Movie-goers coming late to the oeuvre of David Cronenberg might know him best for high concept curiosities Cosmopolis (2012) and 2014’s Maps to the Stars. Thankfully, Manchester-based Grimmfest have programmed a day of screenings in celebration of much earlier body-horror classics with which he made his name. Things get off in fine form with Rabid, Cronenberg’s 1977 take on the zombie flick (recently remade by the Soska sisters). It is followed by the prescient social/tech satire Videodrome. Then comes his own remake, with The Fly and, perhaps most controversial, his adaptation of J. G. Ballard’s novel of car-crash sexual fetishism, Crash.

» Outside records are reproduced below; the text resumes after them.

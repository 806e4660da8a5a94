//! Validating admission: host-path volumes
//!
//! Tenants may only mount host paths that belong to their own storage
//! domains or to the operator's allow list. `nfs` volumes are always denied.

use std::sync::Arc;

use axum::{extract::State, Json};
use berth_common::Result;
use berth_template::inject::validate_host_paths;
use berth_template::storage::tenant_domains;
use berth_template::StorageDomain;
use kube::{
    api::DynamicObject,
    core::admission::{AdmissionRequest, AdmissionResponse, AdmissionReview},
};
use tracing::{debug, error, warn};

use crate::{admitted, WebhookError, WebhookState};

/// Handle validating admission review for objects in tenant namespaces
pub async fn validate_handler(
    State(state): State<Arc<WebhookState>>,
    Json(body): Json<AdmissionReview<DynamicObject>>,
) -> Json<AdmissionReview<DynamicObject>> {
    let req: AdmissionRequest<DynamicObject> = match body.try_into() {
        Ok(req) => req,
        Err(e) => {
            error!(error = %e, "Failed to parse admission request");
            return Json(AdmissionResponse::invalid(e.to_string()).into_review());
        }
    };

    Json(validate_object(&state, &req).into_review())
}

fn validate_object(
    state: &WebhookState,
    request: &AdmissionRequest<DynamicObject>,
) -> AdmissionResponse {
    let uid = &request.uid;
    let admitted = match admitted(state, request) {
        Ok(Some(admitted)) => admitted,
        Ok(None) => return AdmissionResponse::from(request),
        Err(e) => {
            error!(uid = %uid, error = %e, "Rejecting malformed admission request");
            return AdmissionResponse::from(request).deny(e.to_string());
        }
    };

    let allowed = match allowed_paths(state, admitted.tenant) {
        Ok(allowed) => allowed,
        Err(e) => {
            error!(uid = %uid, tenant = %admitted.tenant, error = %e, "Cannot resolve tenant storage");
            return AdmissionResponse::from(request).deny(WebhookError::from(e).to_string());
        }
    };

    match validate_host_paths(std::slice::from_ref(&admitted.object), &allowed) {
        Ok(()) => {
            debug!(uid = %uid, tenant = %admitted.tenant, "Volumes allowed");
            AdmissionResponse::from(request)
        }
        Err(reason) => {
            warn!(
                uid = %uid,
                tenant = %admitted.tenant,
                name = %request.name,
                reason = %reason,
                "Denying unauthorized volume"
            );
            AdmissionResponse::from(request).deny(reason)
        }
    }
}

/// Host paths of the tenant's storage plus the operator allow list
fn allowed_paths(state: &WebhookState, tenant: &str) -> Result<Vec<String>> {
    let domains = tenant_domains(&state.config.storage, tenant)?;
    Ok(domains
        .iter()
        .filter_map(StorageDomain::host_path)
        .map(str::to_string)
        .chain(state.config.allowed_host_path_dirs.iter().cloned())
        .collect())
}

Queer Zine Library – Talk and Zine Making Workshop 1pm @ Exchange, Bristol – £5

From extremely DIY photocopied examples of the 1970s to today’s renaissance, it’s long been clear that zine culture is here to stay. Illustrating this, and sharing LGBTQIA stories and lived experiences outside of traditional settings, the Queer Zine Library land in Bristol today for a talk on their history and mission, and to deliver a zine-making workshop. Amassing a collection of four hundred + zines as well as a wealth of experience in making and self-publishing, QZL put “queer histories in the hands of queer communities”.